··· Supplied data ···
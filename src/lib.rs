pub mod application;
pub mod domain;
pub mod error;
pub mod infrastructure;
pub mod interfaces;

pub use application::transformer::{Transformed, transform, try_transform};
pub use domain::geo::haversine_distance;
pub use domain::record::Outcome;
use crate::domain::ports::RecordSink;
use crate::error::Result;
use async_trait::async_trait;
use std::path::Path;
use tokio::fs::File;
use tokio::io::{self, AsyncWrite, AsyncWriteExt, BufWriter};
use tokio::sync::Mutex;

/// Writes each routed payload as one line of newline-delimited JSON.
///
/// The writer sits behind a `tokio::sync::Mutex`, so concurrent sends never
/// interleave bytes within a line.
pub struct NdjsonSink<W: AsyncWrite + Unpin + Send> {
    writer: Mutex<BufWriter<W>>,
}

impl<W: AsyncWrite + Unpin + Send> NdjsonSink<W> {
    pub fn new(writer: W) -> Self {
        Self {
            writer: Mutex::new(BufWriter::new(writer)),
        }
    }
}

impl NdjsonSink<File> {
    /// Creates (or truncates) the file at `path`.
    pub fn create<P: AsRef<Path>>(path: P) -> Result<Self> {
        let file = std::fs::File::create(path)?;
        Ok(Self::new(File::from_std(file)))
    }
}

impl NdjsonSink<io::Stdout> {
    pub fn stdout() -> Self {
        Self::new(io::stdout())
    }
}

#[async_trait]
impl<W: AsyncWrite + Unpin + Send> RecordSink for NdjsonSink<W> {
    async fn send(&self, payload: Vec<u8>) -> Result<()> {
        let mut writer = self.writer.lock().await;
        writer.write_all(&payload).await?;
        writer.write_all(b"\n").await?;
        Ok(())
    }

    async fn flush(&self) -> Result<()> {
        self.writer.lock().await.flush().await?;
        Ok(())
    }
}

#[cfg(test)]
mod tests {
    use super::*;
    use std::sync::Arc;

    #[tokio::test]
    async fn test_payloads_written_one_per_line() {
        let file = tempfile::NamedTempFile::new().unwrap();
        let sink = NdjsonSink::create(file.path()).unwrap();

        sink.send(br#"{"a":1}"#.to_vec()).await.unwrap();
        sink.send(br#"{"b":2}"#.to_vec()).await.unwrap();
        sink.flush().await.unwrap();

        let content = std::fs::read_to_string(file.path()).unwrap();
        assert_eq!(content, "{\"a\":1}\n{\"b\":2}\n");
    }

    #[tokio::test]
    async fn test_create_fails_for_missing_directory() {
        let dir = tempfile::tempdir().unwrap();
        let result = NdjsonSink::create(dir.path().join("missing").join("out.ndjson"));
        assert!(result.is_err());
    }

    #[tokio::test(flavor = "multi_thread", worker_threads = 4)]
    async fn test_concurrent_sends_keep_lines_whole() {
        let file = tempfile::NamedTempFile::new().unwrap();
        let sink = Arc::new(NdjsonSink::create(file.path()).unwrap());

        let mut handles = Vec::new();
        for worker in 0..8 {
            let sink = Arc::clone(&sink);
            handles.push(tokio::spawn(async move {
                for i in 0..100 {
                    let line = format!(r#"{{"worker":{worker},"seq":{i}}}"#);
                    sink.send(line.into_bytes()).await.unwrap();
                }
            }));
        }
        for handle in handles {
            handle.await.unwrap();
        }
        sink.flush().await.unwrap();

        let content = std::fs::read_to_string(file.path()).unwrap();
        assert_eq!(content.lines().count(), 800);
        for line in content.lines() {
            let value: serde_json::Value = serde_json::from_str(line).unwrap();
            assert!(value["worker"].is_u64());
        }
    }
}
···
The task: Word for word, write out every record.

Result of this task:
filename src/lib.rs
pub mod application;
pub mod domain;
pub mod error;
pub mod infrastructure;
pub mod interfaces;

pub use application::transformer::{Transformed, transform, try_transform};
pub use domain::geo::haversine_distance;
pub use domain::record::Outcome;
use crate::domain::ports::RecordSink;
use crate::error::Result;
use async_trait::async_trait;
use std::path::Path;
use tokio::fs::File;
use tokio::io::{self, AsyncWrite, AsyncWriteExt, BufWriter};
use tokio::sync::Mutex;

/// Writes each routed payload as one line of newline-delimited JSON.
///
/// The writer sits behind a `tokio::sync::Mutex`, so concurrent sends never
/// interleave bytes within a line.
pub struct NdjsonSink<W: AsyncWrite + Unpin + Send> {
    writer: Mutex<BufWriter<W>>,
}

impl<W: AsyncWrite + Unpin + Send> NdjsonSink<W> {
    pub fn new(writer: W) -> Self {
        Self {
            writer: Mutex::new(BufWriter::new(writer)),
        }
    }
}

impl NdjsonSink<File> {
    /// Creates (or truncates) the file at `path`.
    pub fn create<P: AsRef<Path>>(path: P) -> Result<Self> {
        let file = std::fs::File::create(path)?;
        Ok(Self::new(File::from_std(file)))
    }
}

impl NdjsonSink<io::Stdout> {
    pub fn stdout() -> Self {
        Self::new(io::stdout())
    }
}

#[async_trait]
impl<W: AsyncWrite + Unpin + Send> RecordSink for NdjsonSink<W> {
    async fn send(&self, payload: Vec<u8>) -> Result<()> {
        let mut writer = self.writer.lock().await;
        writer.write_all(&payload).await?;
        writer.write_all(b"\n").await?;
        Ok(())
    }

    async fn flush(&self) -> Result<()> {
        self.writer.lock().await.flush().await?;
        Ok(())
    }
}

#[cfg(test)]
mod tests {
    use super::*;
    use std::sync::Arc;

    #[tokio::test]
    async fn test_payloads_written_one_per_line() {
        let file = tempfile::NamedTempFile::new().unwrap();
        let sink = NdjsonSink::create(file.path()).unwrap();

        sink.send(br#"{"a":1}"#.to_vec()).await.unwrap();
        sink.send(br#"{"b":2}"#.to_vec()).await.unwrap();
        sink.flush().await.unwrap();

        let content = std::fs::read_to_string(file.path()).unwrap();
        assert_eq!(content, "{\"a\":1}\n{\"b\":2}\n");
    }

    #[tokio::test]
    async fn test_create_fails_for_missing_directory() {
        let dir = tempfile::tempdir().unwrap();
        let result = NdjsonSink::create(dir.path().join("missing").join("out.ndjson"));
        assert!(result.is_err());
    }

    #[tokio::test(flavor = "multi_thread", worker_threads = 4)]
    async fn test_concurrent_sends_keep_lines_whole() {
        let file = tempfile::NamedTempFile::new().unwrap();
        let sink = Arc::new(NdjsonSink::create(file.path()).unwrap());

        let mut handles = Vec::new();
        for worker in 0..8 {
            let sink = Arc::clone(&sink);
            handles.push(tokio::spawn(async move {
                for i in 0..100 {
                    let line = format!(r#"{{"worker":{worker},"seq":{i}}}"#);
                    sink.send(line.into_bytes()).await.unwrap();
                }
            }));
        }
        for handle in handles {
            handle.await.unwrap();
        }
        sink.flush().await.unwrap();

        let content = std::fs::read_to_string(file.path()).unwrap();
        assert_eq!(content.lines().count(), 800);
        for line in content.lines() {
            let value: serde_json::Value = serde_json::from_str(line).unwrap();
            assert!(value["worker"].is_u64());
        }
    }
}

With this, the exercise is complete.